Collected data:
■ ■ ■ ■ ■ ■ ■
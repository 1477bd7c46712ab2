use bytes::Bytes;
use futures::stream;

use crate::errors::UploadErr;

pub const FALLBACK_CONTENT_TYPE: &str = "application/octet-stream";

/// The single file part pulled out of an upload request.
#[derive(Debug)]
pub struct UploadedFile {
    pub data: Bytes,
    pub original_name: String,
    pub content_type: String,
}

fn malformed(e: multer::Error) -> UploadErr {
    UploadErr::UploadFailed {
        message: format!("malformed multipart request: {e}"),
    }
}

/// Extracts the part named `file` from a fully buffered multipart body.
///
/// Parts with other names are skipped. A body with no `file` part is
/// `MissingFile`; a body that does not parse as multipart at all surfaces as
/// `UploadFailed`, matching the catch-all behavior callers already handle.
pub async fn extract_file(content_type_header: &str, body: Bytes) -> Result<UploadedFile, UploadErr> {
    let boundary = multer::parse_boundary(content_type_header).map_err(malformed)?;
    let body_stream = stream::once(async move { Ok::<Bytes, std::convert::Infallible>(body) });
    let mut multipart = multer::Multipart::new(body_stream, boundary);

    while let Some(field) = multipart.next_field().await.map_err(malformed)? {
        if field.name() != Some("file") {
            continue;
        }
        let original_name = field.file_name().unwrap_or_default().to_string();
        let content_type = field
            .content_type()
            .map(|mime| mime.to_string())
            .unwrap_or_else(|| FALLBACK_CONTENT_TYPE.to_string());
        let data = field.bytes().await.map_err(malformed)?;
        return Ok(UploadedFile {
            data,
            original_name,
            content_type,
        });
    }

    Err(UploadErr::MissingFile)
}

#[cfg(test)]
mod tests {
    use super::*;

    const BOUNDARY: &str = "------------------------d74496d66958873e";

    fn content_type_header() -> String {
        format!("multipart/form-data; boundary={BOUNDARY}")
    }

    fn file_part_body(filename: &str, content_type: Option<&str>, data: &[u8]) -> Bytes {
        let mut body = Vec::new();
        body.extend_from_slice(format!("--{BOUNDARY}\r\n").as_bytes());
        body.extend_from_slice(
            format!("Content-Disposition: form-data; name=\"file\"; filename=\"{filename}\"\r\n").as_bytes(),
        );
        if let Some(ct) = content_type {
            body.extend_from_slice(format!("Content-Type: {ct}\r\n").as_bytes());
        }
        body.extend_from_slice(b"\r\n");
        body.extend_from_slice(data);
        body.extend_from_slice(format!("\r\n--{BOUNDARY}--\r\n").as_bytes());
        Bytes::from(body)
    }

    #[tokio::test]
    async fn test_extracts_file_part() {
        let body = file_part_body("cover.jpg", Some("image/jpeg"), b"jpeg bytes");
        let file = extract_file(&content_type_header(), body).await.unwrap();

        assert_eq!(file.original_name, "cover.jpg");
        assert_eq!(file.content_type, "image/jpeg");
        assert_eq!(&file.data[..], b"jpeg bytes");
    }

    #[tokio::test]
    async fn test_part_without_content_type_falls_back() {
        let body = file_part_body("blob.bin", None, b"raw");
        let file = extract_file(&content_type_header(), body).await.unwrap();
        assert_eq!(file.content_type, FALLBACK_CONTENT_TYPE);
    }

    #[tokio::test]
    async fn test_body_without_file_part_is_missing_file() {
        let mut body = Vec::new();
        body.extend_from_slice(format!("--{BOUNDARY}\r\n").as_bytes());
        body.extend_from_slice(b"Content-Disposition: form-data; name=\"title\"\r\n\r\n");
        body.extend_from_slice(b"an album name");
        body.extend_from_slice(format!("\r\n--{BOUNDARY}--\r\n").as_bytes());

        let err = extract_file(&content_type_header(), Bytes::from(body)).await.unwrap_err();
        assert!(matches!(err, UploadErr::MissingFile));
    }

    #[tokio::test]
    async fn test_non_multipart_content_type_is_upload_failed() {
        let err = extract_file("application/json", Bytes::from_static(b"{}"))
            .await
            .unwrap_err();
        assert!(matches!(err, UploadErr::UploadFailed { .. }));
    }

    #[tokio::test]
    async fn test_file_part_after_other_fields_is_found() {
        let mut body = Vec::new();
        body.extend_from_slice(format!("--{BOUNDARY}\r\n").as_bytes());
        body.extend_from_slice(b"Content-Disposition: form-data; name=\"title\"\r\n\r\n");
        body.extend_from_slice(b"an album name");
        body.extend_from_slice(format!("\r\n--{BOUNDARY}\r\n").as_bytes());
        body.extend_from_slice(b"Content-Disposition: form-data; name=\"file\"; filename=\"a.mp3\"\r\n");
        body.extend_from_slice(b"Content-Type: audio/mpeg\r\n\r\n");
        body.extend_from_slice(b"mp3 bytes");
        body.extend_from_slice(format!("\r\n--{BOUNDARY}--\r\n").as_bytes());

        let file = extract_file(&content_type_header(), Bytes::from(body)).await.unwrap();
        assert_eq!(file.original_name, "a.mp3");
        assert_eq!(&file.data[..], b"mp3 bytes");
    }
}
■ ■ ■ ■ ■ ■ ■
» **PROBLEM TO WORK ON**
In the entries above, restate word for word the lines between the one holding "Option<&str>, data: &[u8])" and the one holding "async fn test_extracts_file_part()", inclusive, and nothing besides.

» **EXPECTED ANSWER**
    fn file_part_body(filename: &str, content_type: Option<&str>, data: &[u8]) -> Bytes {
        let mut body = Vec::new();
        body.extend_from_slice(format!("--{BOUNDARY}\r\n").as_bytes());
        body.extend_from_slice(
            format!("Content-Disposition: form-data; name=\"file\"; filename=\"{filename}\"\r\n").as_bytes(),
        );
        if let Some(ct) = content_type {
            body.extend_from_slice(format!("Content-Type: {ct}\r\n").as_bytes());
        }
        body.extend_from_slice(b"\r\n");
        body.extend_from_slice(data);
        body.extend_from_slice(format!("\r\n--{BOUNDARY}--\r\n").as_bytes());
        Bytes::from(body)
    }

    #[tokio::test]
    async fn test_extracts_file_part() {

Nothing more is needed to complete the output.